By this I mean that many people in the field are suspicious of researchers-mainly perhaps because they are busy and accommodating researchers and participating in field studies can be time consuming and a distraction for the people actually working in the field.

Often a site may receive many requests for participants to complete surveys, be observed, have reports written about them and they are naturally suspicious of the process and went some form of control over the whole thing. Thus, any director will want a plan that outlines the parameters of the study and the ethical approvals before they even consider having a researcher come on site and start their research. They will also want to know how it is being published and whether they will need some form of control over what is being said or who gets to hear it.

It isn't always personal though, just a natural defensiveness of their territory and thus the request for a plan or outline of the purpose, how data will be collected, the timeline, and the privacy concerns, so they have an idea of what is happening.

Your supervisor may also know of issues in this site already that she can't disclose to you which may be why she is discouraging you from approaching this particular site and trying to direct you to another.

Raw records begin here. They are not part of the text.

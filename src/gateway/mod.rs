//! Bucket gateway
//!
//! The only I/O boundary of the storage core. [`ObjectStore`] is implemented
//! by an in-process store and by an S3/MinIO client; [`BucketGateway`] binds
//! a store to one caller's bucket.

pub mod bucket;
pub mod memory;
pub mod s3;

use async_trait::async_trait;
use bytes::Bytes;
use futures::future;
use futures::stream::{self, BoxStream, StreamExt};
use std::fmt;
use std::io;
use tokio::io::AsyncRead;
use tokio_util::io::StreamReader;

use crate::error::StoreError;

pub use bucket::BucketGateway;
pub use memory::MemoryStore;
pub use s3::S3Store;

/// An object returned by a listing.
///
/// Non-recursive listings also return delimiter prefixes (`a/b/`) as items
/// with size 0.
#[derive(Debug, Clone, PartialEq, Eq)]
pub struct ObjectItem {
    pub name: String,
    pub size: u64,
}

impl ObjectItem {
    pub fn new(name: impl Into<String>, size: u64) -> Self {
        Self {
            name: name.into(),
            size,
        }
    }

    /// True for explicit directory markers and delimiter prefixes
    pub fn is_dir(&self) -> bool {
        self.name.ends_with('/')
    }
}

/// Metadata returned by an exact-key stat
#[derive(Debug, Clone, Copy, PartialEq, Eq)]
pub struct ObjectStat {
    pub size: u64,
}

/// Chunks of an object body in the order they arrive
pub type ByteStream = BoxStream<'static, io::Result<Bytes>>;

/// Body of a fetched object. `size` is known before the first chunk is read.
pub struct ObjectBody {
    pub size: u64,
    pub stream: ByteStream,
}

impl ObjectBody {
    pub fn new(size: u64, stream: ByteStream) -> Self {
        Self { size, stream }
    }

    /// Body already held in memory, yielded as a single chunk
    pub fn from_bytes(bytes: Bytes) -> Self {
        let size = bytes.len() as u64;
        let stream = stream::once(future::ready(Ok::<_, io::Error>(bytes))).boxed();
        Self { size, stream }
    }

    pub fn into_reader(self) -> impl AsyncRead + Send + Unpin {
        StreamReader::new(self.stream)
    }
}

impl fmt::Debug for ObjectBody {
    fn fmt(&self, f: &mut fmt::Formatter<'_>) -> fmt::Result {
        f.debug_struct("ObjectBody")
            .field("size", &self.size)
            .finish_non_exhaustive()
    }
}

/// Parameters of a listing request
#[derive(Debug, Clone, Default)]
pub struct ListRequest {
    pub prefix: String,
    pub recursive: bool,
    pub limit: Option<usize>,
}

impl ListRequest {
    /// Immediate children of `prefix` (delimiter `/`)
    pub fn shallow(prefix: impl Into<String>) -> Self {
        Self {
            prefix: prefix.into(),
            recursive: false,
            limit: None,
        }
    }

    /// Every object below `prefix`
    pub fn recursive(prefix: impl Into<String>) -> Self {
        Self {
            prefix: prefix.into(),
            recursive: true,
            limit: None,
        }
    }

    pub fn with_limit(mut self, limit: usize) -> Self {
        self.limit = Some(limit);
        self
    }
}

/// Primitive operations of an S3-compatible object store.
///
/// `stat` reports a missing key as `Ok(None)`; every other call reports it as
/// `StoreError::NotFound`. Transport and credential failures are
/// `StoreError::Unavailable`.
#[async_trait]
pub trait ObjectStore: Send + Sync {
    async fn bucket_exists(&self, bucket: &str) -> Result<bool, StoreError>;

    async fn stat(&self, bucket: &str, key: &str) -> Result<Option<ObjectStat>, StoreError>;

    async fn list(&self, bucket: &str, request: &ListRequest) -> Result<Vec<ObjectItem>, StoreError>;

    async fn put(
        &self,
        bucket: &str,
        key: &str,
        body: Bytes,
        content_type: &str,
    ) -> Result<(), StoreError>;

    /// Opens the object for reading. The body is streamed, not buffered.
    async fn get(&self, bucket: &str, key: &str) -> Result<ObjectBody, StoreError>;

    /// Server-side copy inside one bucket
    async fn copy(&self, bucket: &str, from: &str, to: &str) -> Result<(), StoreError>;

    async fn remove(&self, bucket: &str, key: &str) -> Result<(), StoreError>;
}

I have found that supervisors are people and like all people you get to know really well, there are great aspects to their personality (or usually there are-sometimes you get a really difficult supervisor) and there are things that don't gel with one and as you become more familiar, get under your skin. Supervisors would have similar issues with their students-so on the balance of things, how is your overall relationship with your supervisor and do you generally get on and make overall progress. Weighing up this against individual issues of contention might help with your decision.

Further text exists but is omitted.